• Task requirements: Please repeat exactly the lines below from the one containing "console entry point." down to the one containing "use std::path::Path;", both included, and nothing else.

• Data for processing:
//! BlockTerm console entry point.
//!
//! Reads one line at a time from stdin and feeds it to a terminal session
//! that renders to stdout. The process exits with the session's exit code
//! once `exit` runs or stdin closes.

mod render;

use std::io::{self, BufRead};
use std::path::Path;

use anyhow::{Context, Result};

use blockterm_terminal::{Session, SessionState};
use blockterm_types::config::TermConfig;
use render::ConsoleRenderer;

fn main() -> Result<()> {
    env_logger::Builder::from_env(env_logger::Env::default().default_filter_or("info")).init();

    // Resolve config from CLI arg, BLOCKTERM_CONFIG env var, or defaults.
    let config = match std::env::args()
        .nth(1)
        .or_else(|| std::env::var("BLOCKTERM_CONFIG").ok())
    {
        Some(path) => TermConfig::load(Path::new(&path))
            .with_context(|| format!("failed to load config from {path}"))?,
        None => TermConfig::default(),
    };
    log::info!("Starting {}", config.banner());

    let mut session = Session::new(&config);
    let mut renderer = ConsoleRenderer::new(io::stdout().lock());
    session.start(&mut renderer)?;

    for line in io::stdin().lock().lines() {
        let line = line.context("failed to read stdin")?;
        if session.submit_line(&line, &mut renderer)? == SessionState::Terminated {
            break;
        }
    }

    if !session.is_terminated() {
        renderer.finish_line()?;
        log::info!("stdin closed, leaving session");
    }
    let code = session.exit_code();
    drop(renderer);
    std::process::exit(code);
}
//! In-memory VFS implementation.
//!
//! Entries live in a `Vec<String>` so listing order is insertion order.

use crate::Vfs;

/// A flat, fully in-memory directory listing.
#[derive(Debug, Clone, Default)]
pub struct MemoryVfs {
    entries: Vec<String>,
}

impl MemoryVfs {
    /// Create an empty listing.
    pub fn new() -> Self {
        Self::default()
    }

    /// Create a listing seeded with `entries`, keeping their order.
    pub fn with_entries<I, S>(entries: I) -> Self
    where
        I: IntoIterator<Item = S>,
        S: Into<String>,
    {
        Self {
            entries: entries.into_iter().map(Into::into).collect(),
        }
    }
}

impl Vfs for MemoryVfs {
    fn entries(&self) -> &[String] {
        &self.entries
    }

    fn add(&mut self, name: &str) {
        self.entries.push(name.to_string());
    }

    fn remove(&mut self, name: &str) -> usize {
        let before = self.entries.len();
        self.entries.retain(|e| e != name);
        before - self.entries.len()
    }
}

---

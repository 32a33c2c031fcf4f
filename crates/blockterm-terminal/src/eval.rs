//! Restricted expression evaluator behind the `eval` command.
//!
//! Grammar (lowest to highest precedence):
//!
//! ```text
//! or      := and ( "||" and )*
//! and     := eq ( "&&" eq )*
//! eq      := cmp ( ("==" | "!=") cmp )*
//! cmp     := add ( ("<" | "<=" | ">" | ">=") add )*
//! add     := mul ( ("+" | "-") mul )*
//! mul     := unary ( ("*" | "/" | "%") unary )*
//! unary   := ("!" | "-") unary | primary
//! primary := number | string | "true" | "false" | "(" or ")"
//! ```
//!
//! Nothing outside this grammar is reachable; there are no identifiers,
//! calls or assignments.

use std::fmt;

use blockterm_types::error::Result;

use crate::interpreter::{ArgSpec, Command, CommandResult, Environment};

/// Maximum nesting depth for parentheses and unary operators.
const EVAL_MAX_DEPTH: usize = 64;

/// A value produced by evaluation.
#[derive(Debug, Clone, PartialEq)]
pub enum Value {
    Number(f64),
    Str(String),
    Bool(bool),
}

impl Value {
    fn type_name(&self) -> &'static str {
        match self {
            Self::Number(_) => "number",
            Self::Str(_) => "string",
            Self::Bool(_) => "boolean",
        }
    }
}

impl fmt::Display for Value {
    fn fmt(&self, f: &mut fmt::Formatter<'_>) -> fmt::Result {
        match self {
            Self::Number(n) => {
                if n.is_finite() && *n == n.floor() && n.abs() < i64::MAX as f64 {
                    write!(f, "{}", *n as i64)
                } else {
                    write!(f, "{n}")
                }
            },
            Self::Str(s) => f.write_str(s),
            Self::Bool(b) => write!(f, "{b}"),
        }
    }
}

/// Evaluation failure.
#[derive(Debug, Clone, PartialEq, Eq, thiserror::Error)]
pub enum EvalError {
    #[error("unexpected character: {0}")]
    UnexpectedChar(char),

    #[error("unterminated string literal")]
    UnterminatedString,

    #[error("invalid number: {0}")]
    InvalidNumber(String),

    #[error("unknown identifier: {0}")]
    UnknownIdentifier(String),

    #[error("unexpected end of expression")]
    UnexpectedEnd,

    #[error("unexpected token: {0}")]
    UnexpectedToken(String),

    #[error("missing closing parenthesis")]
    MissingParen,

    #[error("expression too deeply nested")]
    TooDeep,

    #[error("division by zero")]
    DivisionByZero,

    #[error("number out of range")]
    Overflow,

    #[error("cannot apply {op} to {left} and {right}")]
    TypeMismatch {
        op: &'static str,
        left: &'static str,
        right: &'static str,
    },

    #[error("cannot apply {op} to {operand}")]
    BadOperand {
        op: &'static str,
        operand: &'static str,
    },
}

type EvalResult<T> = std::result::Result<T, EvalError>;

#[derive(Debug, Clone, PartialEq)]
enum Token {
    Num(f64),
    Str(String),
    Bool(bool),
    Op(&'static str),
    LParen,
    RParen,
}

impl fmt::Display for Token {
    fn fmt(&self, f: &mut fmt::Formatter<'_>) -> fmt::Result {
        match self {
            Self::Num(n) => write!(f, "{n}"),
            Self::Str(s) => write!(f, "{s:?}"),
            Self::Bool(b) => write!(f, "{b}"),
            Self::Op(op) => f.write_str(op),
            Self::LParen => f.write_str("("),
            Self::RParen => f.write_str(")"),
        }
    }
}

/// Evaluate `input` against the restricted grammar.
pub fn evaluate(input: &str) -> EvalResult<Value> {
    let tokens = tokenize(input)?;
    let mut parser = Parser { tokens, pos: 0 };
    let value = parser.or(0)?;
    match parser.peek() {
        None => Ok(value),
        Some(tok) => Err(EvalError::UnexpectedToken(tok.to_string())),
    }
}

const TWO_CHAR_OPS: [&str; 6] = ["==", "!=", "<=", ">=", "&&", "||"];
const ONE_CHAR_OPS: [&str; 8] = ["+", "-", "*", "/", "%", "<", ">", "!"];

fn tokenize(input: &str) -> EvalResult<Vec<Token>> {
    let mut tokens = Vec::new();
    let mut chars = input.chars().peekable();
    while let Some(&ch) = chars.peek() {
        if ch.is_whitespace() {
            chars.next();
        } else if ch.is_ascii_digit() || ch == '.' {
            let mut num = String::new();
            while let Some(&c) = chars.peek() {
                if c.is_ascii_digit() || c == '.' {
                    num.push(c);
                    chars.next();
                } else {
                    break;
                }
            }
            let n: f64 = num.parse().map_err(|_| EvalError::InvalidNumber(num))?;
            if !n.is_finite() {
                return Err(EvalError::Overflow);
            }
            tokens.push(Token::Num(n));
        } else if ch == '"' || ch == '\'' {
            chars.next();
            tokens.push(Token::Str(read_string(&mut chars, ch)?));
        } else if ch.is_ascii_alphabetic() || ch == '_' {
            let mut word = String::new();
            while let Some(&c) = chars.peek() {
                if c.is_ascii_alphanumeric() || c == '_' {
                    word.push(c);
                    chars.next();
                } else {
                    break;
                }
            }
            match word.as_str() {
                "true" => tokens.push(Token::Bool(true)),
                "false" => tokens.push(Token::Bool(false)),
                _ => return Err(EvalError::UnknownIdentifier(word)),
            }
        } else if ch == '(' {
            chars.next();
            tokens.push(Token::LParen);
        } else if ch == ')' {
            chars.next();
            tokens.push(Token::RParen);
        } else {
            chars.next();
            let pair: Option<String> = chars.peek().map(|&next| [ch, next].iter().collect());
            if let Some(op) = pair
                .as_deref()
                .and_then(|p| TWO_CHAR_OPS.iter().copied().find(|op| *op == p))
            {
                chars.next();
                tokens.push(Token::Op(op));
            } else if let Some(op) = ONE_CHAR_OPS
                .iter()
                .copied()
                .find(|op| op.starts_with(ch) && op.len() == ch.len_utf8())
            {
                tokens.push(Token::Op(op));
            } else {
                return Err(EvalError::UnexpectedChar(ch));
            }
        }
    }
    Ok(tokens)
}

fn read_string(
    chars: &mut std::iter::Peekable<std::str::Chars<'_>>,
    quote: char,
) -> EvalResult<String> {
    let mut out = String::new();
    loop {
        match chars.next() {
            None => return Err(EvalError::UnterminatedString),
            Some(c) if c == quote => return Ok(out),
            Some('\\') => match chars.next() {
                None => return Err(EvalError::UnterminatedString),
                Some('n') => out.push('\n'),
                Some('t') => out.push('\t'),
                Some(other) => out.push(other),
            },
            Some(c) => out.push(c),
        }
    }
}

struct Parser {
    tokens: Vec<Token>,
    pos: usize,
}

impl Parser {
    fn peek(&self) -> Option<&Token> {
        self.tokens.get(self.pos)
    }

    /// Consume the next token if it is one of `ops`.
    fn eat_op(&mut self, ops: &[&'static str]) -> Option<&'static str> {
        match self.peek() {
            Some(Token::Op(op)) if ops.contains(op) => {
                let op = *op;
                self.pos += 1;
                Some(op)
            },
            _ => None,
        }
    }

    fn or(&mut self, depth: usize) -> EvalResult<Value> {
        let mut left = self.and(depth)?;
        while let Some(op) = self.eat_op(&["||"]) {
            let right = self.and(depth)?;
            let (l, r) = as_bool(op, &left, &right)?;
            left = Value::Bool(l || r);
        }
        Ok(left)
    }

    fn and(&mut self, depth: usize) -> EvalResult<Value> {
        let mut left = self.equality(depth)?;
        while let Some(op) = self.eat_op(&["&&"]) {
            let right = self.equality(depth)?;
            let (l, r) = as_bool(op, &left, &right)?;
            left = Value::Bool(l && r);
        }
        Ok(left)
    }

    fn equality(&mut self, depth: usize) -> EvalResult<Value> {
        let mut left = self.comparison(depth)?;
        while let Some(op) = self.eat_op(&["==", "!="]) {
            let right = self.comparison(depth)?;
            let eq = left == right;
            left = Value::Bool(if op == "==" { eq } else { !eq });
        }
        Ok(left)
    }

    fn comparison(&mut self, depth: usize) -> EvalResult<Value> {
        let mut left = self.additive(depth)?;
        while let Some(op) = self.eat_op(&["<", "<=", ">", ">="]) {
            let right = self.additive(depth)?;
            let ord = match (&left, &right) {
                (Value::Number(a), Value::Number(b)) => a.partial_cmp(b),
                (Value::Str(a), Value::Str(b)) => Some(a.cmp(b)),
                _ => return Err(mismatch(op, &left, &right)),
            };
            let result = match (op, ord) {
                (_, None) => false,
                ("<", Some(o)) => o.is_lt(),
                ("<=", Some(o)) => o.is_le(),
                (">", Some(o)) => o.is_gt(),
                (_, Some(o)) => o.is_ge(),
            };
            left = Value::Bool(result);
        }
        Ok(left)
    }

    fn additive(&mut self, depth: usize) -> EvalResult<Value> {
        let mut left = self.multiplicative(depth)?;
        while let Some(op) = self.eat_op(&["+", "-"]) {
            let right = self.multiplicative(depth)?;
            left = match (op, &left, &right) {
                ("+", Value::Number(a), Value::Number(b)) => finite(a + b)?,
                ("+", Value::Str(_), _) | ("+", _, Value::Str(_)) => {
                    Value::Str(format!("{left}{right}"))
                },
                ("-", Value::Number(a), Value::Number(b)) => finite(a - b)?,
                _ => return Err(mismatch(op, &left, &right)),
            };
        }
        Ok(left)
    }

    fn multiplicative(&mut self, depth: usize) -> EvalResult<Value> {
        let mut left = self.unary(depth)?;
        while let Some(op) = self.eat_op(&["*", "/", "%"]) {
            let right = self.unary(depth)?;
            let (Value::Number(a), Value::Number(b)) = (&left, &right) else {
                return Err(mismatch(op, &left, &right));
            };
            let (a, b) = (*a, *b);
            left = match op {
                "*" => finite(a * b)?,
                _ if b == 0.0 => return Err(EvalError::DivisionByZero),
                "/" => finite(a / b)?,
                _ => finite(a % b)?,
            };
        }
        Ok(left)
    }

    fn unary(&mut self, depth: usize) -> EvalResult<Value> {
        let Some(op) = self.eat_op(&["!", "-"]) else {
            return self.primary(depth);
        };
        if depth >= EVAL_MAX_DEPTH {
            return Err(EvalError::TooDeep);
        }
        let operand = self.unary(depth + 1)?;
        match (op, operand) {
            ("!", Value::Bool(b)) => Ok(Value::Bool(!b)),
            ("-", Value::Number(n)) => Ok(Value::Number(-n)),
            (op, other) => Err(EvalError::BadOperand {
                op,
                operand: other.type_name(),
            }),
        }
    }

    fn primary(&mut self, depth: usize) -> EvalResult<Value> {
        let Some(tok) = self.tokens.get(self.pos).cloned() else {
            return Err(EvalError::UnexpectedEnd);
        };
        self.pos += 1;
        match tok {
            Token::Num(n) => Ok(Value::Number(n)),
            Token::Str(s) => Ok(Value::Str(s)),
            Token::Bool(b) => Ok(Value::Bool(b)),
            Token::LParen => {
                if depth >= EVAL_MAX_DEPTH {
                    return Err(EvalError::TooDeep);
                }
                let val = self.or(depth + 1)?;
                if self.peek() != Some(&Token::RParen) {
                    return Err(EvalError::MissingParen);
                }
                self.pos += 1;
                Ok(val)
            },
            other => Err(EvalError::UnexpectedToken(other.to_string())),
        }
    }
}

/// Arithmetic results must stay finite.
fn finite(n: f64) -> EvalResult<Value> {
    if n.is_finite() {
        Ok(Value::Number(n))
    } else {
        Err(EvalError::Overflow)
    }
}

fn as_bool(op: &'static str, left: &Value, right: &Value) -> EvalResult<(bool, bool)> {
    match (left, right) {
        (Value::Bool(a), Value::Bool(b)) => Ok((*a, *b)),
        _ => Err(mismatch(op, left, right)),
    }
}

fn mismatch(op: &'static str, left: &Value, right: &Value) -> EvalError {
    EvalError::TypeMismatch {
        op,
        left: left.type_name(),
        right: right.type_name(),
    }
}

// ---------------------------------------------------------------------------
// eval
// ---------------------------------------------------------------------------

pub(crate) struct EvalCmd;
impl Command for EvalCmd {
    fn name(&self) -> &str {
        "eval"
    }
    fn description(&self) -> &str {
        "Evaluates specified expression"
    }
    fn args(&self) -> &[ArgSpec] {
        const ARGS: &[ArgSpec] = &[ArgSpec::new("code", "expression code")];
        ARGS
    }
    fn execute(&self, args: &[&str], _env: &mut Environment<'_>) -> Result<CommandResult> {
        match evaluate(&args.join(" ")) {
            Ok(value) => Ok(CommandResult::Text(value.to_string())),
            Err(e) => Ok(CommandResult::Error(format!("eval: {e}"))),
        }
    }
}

• Exercise solution:
//! BlockTerm console entry point.
//!
//! Reads one line at a time from stdin and feeds it to a terminal session
//! that renders to stdout. The process exits with the session's exit code
//! once `exit` runs or stdin closes.

mod render;

use std::io::{self, BufRead};
use std::path::Path;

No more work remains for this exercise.